At a special meeting of the Warwick School Committee Tuesday evening, 45-year veteran Pilgrim High School Track Coach Tom Dolce was approved to resume his coaching duties for another year, following a stir that began during the committee’s Feb. 14 meeting when his coaching candidacy was removed from consideration abruptly and without a reason given publicly.
“I, as the chair, received two complaints from two different parents with regard to Mr. Dolce,” explained committee chair Karen Bachus during a public discussion of the personnel matter – which was requested by Dolce. “I felt that because of these complaints, I had a responsibility to look into these complaints.”
However, Bachus explained that neither of the parents were willing to go on record regarding the complaints or expand on them further.
“At this time, they are refusing to come forward for fear of retaliation by what they call 'the mob,’” said Bachus.
Bachus didn’t elaborate on what the parents meant by “the mob,” but Dolce did have a large group of supporters – including over a dozen current girls he currently coaches for the Pilgrim track team, some former athletes and Principal Gerald Habershaw – join him, crowding the conference room at the Gorton Administration Building.
Dolce had another supporter in school committee member David Testa, who explained his opinion that Dolce – who coached one of his daughters as a long distance runner – exemplified what a coach should be for their students.
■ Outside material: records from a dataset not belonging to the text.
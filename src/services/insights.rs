//! Insights aggregation over appointments and the services catalog
//!
//! Appointments are joined to services by case-folded name, filtered to the
//! reference month or year and an optional category, then grouped into one
//! chart row per category with a count and a revenue total.

use std::collections::HashMap;

use chrono::{Datelike, NaiveDate};

use crate::services::normalizer::{normalize_service_name, parse_year_month};
use crate::types::{
    round_cents, Appointment, ChartRow, InsightsDiagnostics, InsightsQuery, InsightsReport,
    Service, Timeframe, UNCATEGORIZED,
};

/// Folded service name to category label.
///
/// When two services fold to the same name the later one in source order
/// wins; each override is counted as shadowed.
#[derive(Debug)]
pub struct CategoryLookup<'a> {
    categories: HashMap<String, &'a str>,
    shadowed: u64,
}

impl<'a> CategoryLookup<'a> {
    pub fn build(services: &'a [Service]) -> Self {
        let mut categories = HashMap::with_capacity(services.len());
        let mut shadowed = 0;

        for service in services {
            let key = normalize_service_name(&service.name);
            if categories.insert(key, service.category_label()).is_some() {
                shadowed += 1;
            }
        }

        Self {
            categories,
            shadowed,
        }
    }

    /// Category for an appointment's service name, if the catalog knows it
    pub fn resolve(&self, service_name: &str) -> Option<&'a str> {
        self.categories
            .get(&normalize_service_name(service_name))
            .copied()
    }

    pub fn shadowed(&self) -> u64 {
        self.shadowed
    }

    pub fn len(&self) -> usize {
        self.categories.len()
    }

    pub fn is_empty(&self) -> bool {
        self.categories.is_empty()
    }
}

/// Aggregator for category insights
pub struct InsightsAggregator;

impl InsightsAggregator {
    /// Aggregate appointments into per-category rows.
    ///
    /// `reference` anchors the timeframe; callers pass today's date outside
    /// of tests. Rows come out in first-seen category order. Returns an empty
    /// report when either input is empty.
    pub fn aggregate(
        appointments: &[Appointment],
        services: &[Service],
        query: &InsightsQuery,
        reference: NaiveDate,
    ) -> InsightsReport {
        if appointments.is_empty() || services.is_empty() {
            return InsightsReport::default();
        }

        let lookup = CategoryLookup::build(services);
        let mut diagnostics = InsightsDiagnostics {
            shadowed_services: lookup.shadowed(),
            ..Default::default()
        };

        let mut rows: Vec<ChartRow> = Vec::new();
        let mut slots: HashMap<&str, usize> = HashMap::new();

        for appointment in appointments {
            let Some((year, month)) = parse_year_month(&appointment.date) else {
                diagnostics.malformed_dates += 1;
                continue;
            };

            if !Self::in_timeframe(year, month, query.timeframe, reference) {
                continue;
            }

            if !appointment.price.is_finite() || appointment.price < 0.0 {
                diagnostics.invalid_prices += 1;
                continue;
            }

            let category = match lookup.resolve(&appointment.service) {
                Some(category) => category,
                None => {
                    diagnostics.unmatched_services += 1;
                    UNCATEGORIZED
                }
            };

            if !query.category.matches(category) {
                continue;
            }

            let slot = *slots.entry(category).or_insert_with(|| {
                rows.push(ChartRow {
                    name: category.to_string(),
                    count: 0,
                    revenue: 0.0,
                });
                rows.len() - 1
            });

            let row = &mut rows[slot];
            row.count = row.count.saturating_add(1);
            row.revenue += appointment.price;
        }

        for row in &mut rows {
            row.revenue = round_cents(row.revenue);
        }

        InsightsReport { rows, diagnostics }
    }

    /// Whether a parsed year/month falls in the window around `reference`
    pub fn in_timeframe(year: i32, month: u32, timeframe: Timeframe, reference: NaiveDate) -> bool {
        match timeframe {
            Timeframe::Monthly => year == reference.year() && month == reference.month(),
            Timeframe::Yearly => year == reference.year(),
        }
    }
}
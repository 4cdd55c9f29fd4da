//! salontrack - salon records and service category insights
//!
//! One JSON document holds staff, services, appointments and clients.
//! The same store backs the REST server, the CLI and the TUI.

pub mod cli;
pub mod config;
pub mod format;
pub mod logging;
pub mod server;
pub mod services;
pub mod tui;
pub mod types;
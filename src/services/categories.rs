//! Service category catalog
//!
//! Filter controls offer the default categories plus any category actually
//! used by a service. A listed category may have no chart rows; the
//! aggregator only emits categories with matching appointments.

use crate::types::{CategoryFilter, Service};

/// Categories offered before any service defines its own
pub const DEFAULT_CATEGORIES: [&str; 4] = ["Haircuts", "Color", "Nails", "Styling"];

/// Default categories followed by service categories in first-seen order.
///
/// Matching is exact, so `"color"` and `"Color"` are both listed.
/// Services without a category contribute nothing.
pub fn available_categories(services: &[Service]) -> Vec<String> {
    let mut categories: Vec<String> = DEFAULT_CATEGORIES.iter().map(|c| c.to_string()).collect();

    for service in services {
        if let Some(category) = service.category.as_deref() {
            if !category.is_empty() && !categories.iter().any(|c| c == category) {
                categories.push(category.to_string());
            }
        }
    }

    categories
}

/// Filter choices in display order: `all` first, then every category
pub fn filter_choices(services: &[Service]) -> Vec<CategoryFilter> {
    std::iter::once(CategoryFilter::All)
        .chain(
            available_categories(services)
                .into_iter()
                .map(CategoryFilter::Only),
        )
        .collect()
}

/// Next (or previous) choice after `current`, wrapping. Unknown selections
/// restart from `all`.
pub fn cycle_filter(
    choices: &[CategoryFilter],
    current: &CategoryFilter,
    forward: bool,
) -> CategoryFilter {
    if choices.is_empty() {
        return CategoryFilter::All;
    }

    let next = match choices.iter().position(|c| c == current) {
        Some(i) if forward => (i + 1) % choices.len(),
        Some(i) => (i + choices.len() - 1) % choices.len(),
        None => 0,
    };
    choices[next].clone()
}

/// Services grouped under their category label, groups in first-seen order.
/// Services without a category land in `"Uncategorized"`.
pub fn group_by_category(services: &[Service]) -> Vec<(&str, Vec<&Service>)> {
    let mut groups: Vec<(&str, Vec<&Service>)> = Vec::new();
    for service in services {
        let label = service.category_label();
        match groups.iter_mut().find(|(name, _)| *name == label) {
            Some((_, members)) => members.push(service),
            None => groups.push((label, vec![service])),
        }
    }
    groups
}
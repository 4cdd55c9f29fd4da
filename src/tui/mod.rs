//! Terminal dashboard

mod app;
pub mod theme;
pub mod widgets;

pub use app::run;
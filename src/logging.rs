//! Tracing subscriber setup

use std::fs::{self, OpenOptions};
use std::path::Path;
use std::sync::Mutex;

use tracing_subscriber::{layer::SubscriberExt, util::SubscriberInitExt, EnvFilter};

use crate::types::{Result, SalonError};

fn env_filter(verbose: bool) -> EnvFilter {
    let default = if verbose {
        "salontrack=debug,info"
    } else {
        "salontrack=info"
    };
    EnvFilter::try_from_default_env().unwrap_or_else(|_| EnvFilter::new(default))
}

/// Log to stderr (CLI commands and the server)
pub fn init_cli_logger(verbose: bool) -> Result<()> {
    tracing_subscriber::registry()
        .with(env_filter(verbose))
        .with(
            tracing_subscriber::fmt::layer()
                .with_writer(std::io::stderr)
                .with_target(false)
                .with_thread_ids(false)
                .with_file(false)
                .with_line_number(false)
                .compact(),
        )
        .try_init()
        .map_err(|e| SalonError::Config(format!("Failed to initialize logging: {}", e)))
}

/// Log to a file so the TUI's alternate screen stays clean
pub fn init_file_logger(verbose: bool, path: &Path) -> Result<()> {
    if let Some(parent) = path.parent() {
        if !parent.as_os_str().is_empty() {
            fs::create_dir_all(parent)?;
        }
    }
    let file = OpenOptions::new().create(true).append(true).open(path)?;

    tracing_subscriber::registry()
        .with(env_filter(verbose))
        .with(
            tracing_subscriber::fmt::layer()
                .with_writer(Mutex::new(file))
                .with_ansi(false)
                .with_target(false)
                .compact(),
        )
        .try_init()
        .map_err(|e| SalonError::Config(format!("Failed to initialize logging: {}", e)))
}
“If she [his daughter] were here, she wouldn't be embarrassed for me to say she is not an athlete at all in any way, shape or form. She was a long-distance runner who had never run before,” he said. “He would ask her to run 3,000-meter races. She would run them and get lapped once, sometimes twice, but she finished every one. Part of that she got from her mother and I, but she didn't run for her mother and I – she ran for her coach. And he never told her to run, he asked her. To me, that speaks to coaching character. I think that's what a coach does.”
Testa pointed out that Dolce has received no complaints on his professional personnel file and has never received a less than positive review from athletic directors, and that he was recommended for re-appointment by both Superintendent Philip Thornton and athletic director Kenneth Rix. He cautioned that the committee was coming close to overstepping its bounds by blocking Dolce’s appointment without good reason.
“I understand complaints and fear of coming forward, but there's two sides to a coin, and I'm very concerned that in my opinion I don't think this committee has treated this individual fairly,” he said. “I'm very troubled by essentially taking an action because we can. I think it sets a bad precedent.”
Newly-elected school committee member Nathan Cornell said he received much correspondence on the matter, all in support of re-appointing Dolce. Kyle Adams asked Habershaw whether he had ever received a negative comment or complaint regarding Dolce during his tenure at Pilgrim. “None whatsoever,” replied Habershaw.
Committee vice chair Judith Cobden admitted that she “did not have a positive four years with him [Dolce] as a guidance counselor,” contrary to what Dolce had said in the Beacon story that ran on Feb. 26, “but I don't hold grudges like that,” she continued. “I believe in due process, and without people coming forth with their complaints, I don't know how we can utilize those complaints in any manner. They would have to be here.”
The committee voted unanimously to reappoint Dolce for another year as the Pilgrim girls’ track coach, which drew applause from his supporters in the room. Dolce said after the hearing he was “very happy to have his job back,” and that he was floored by the outpouring of support he received from the administration and both former and current student athletes.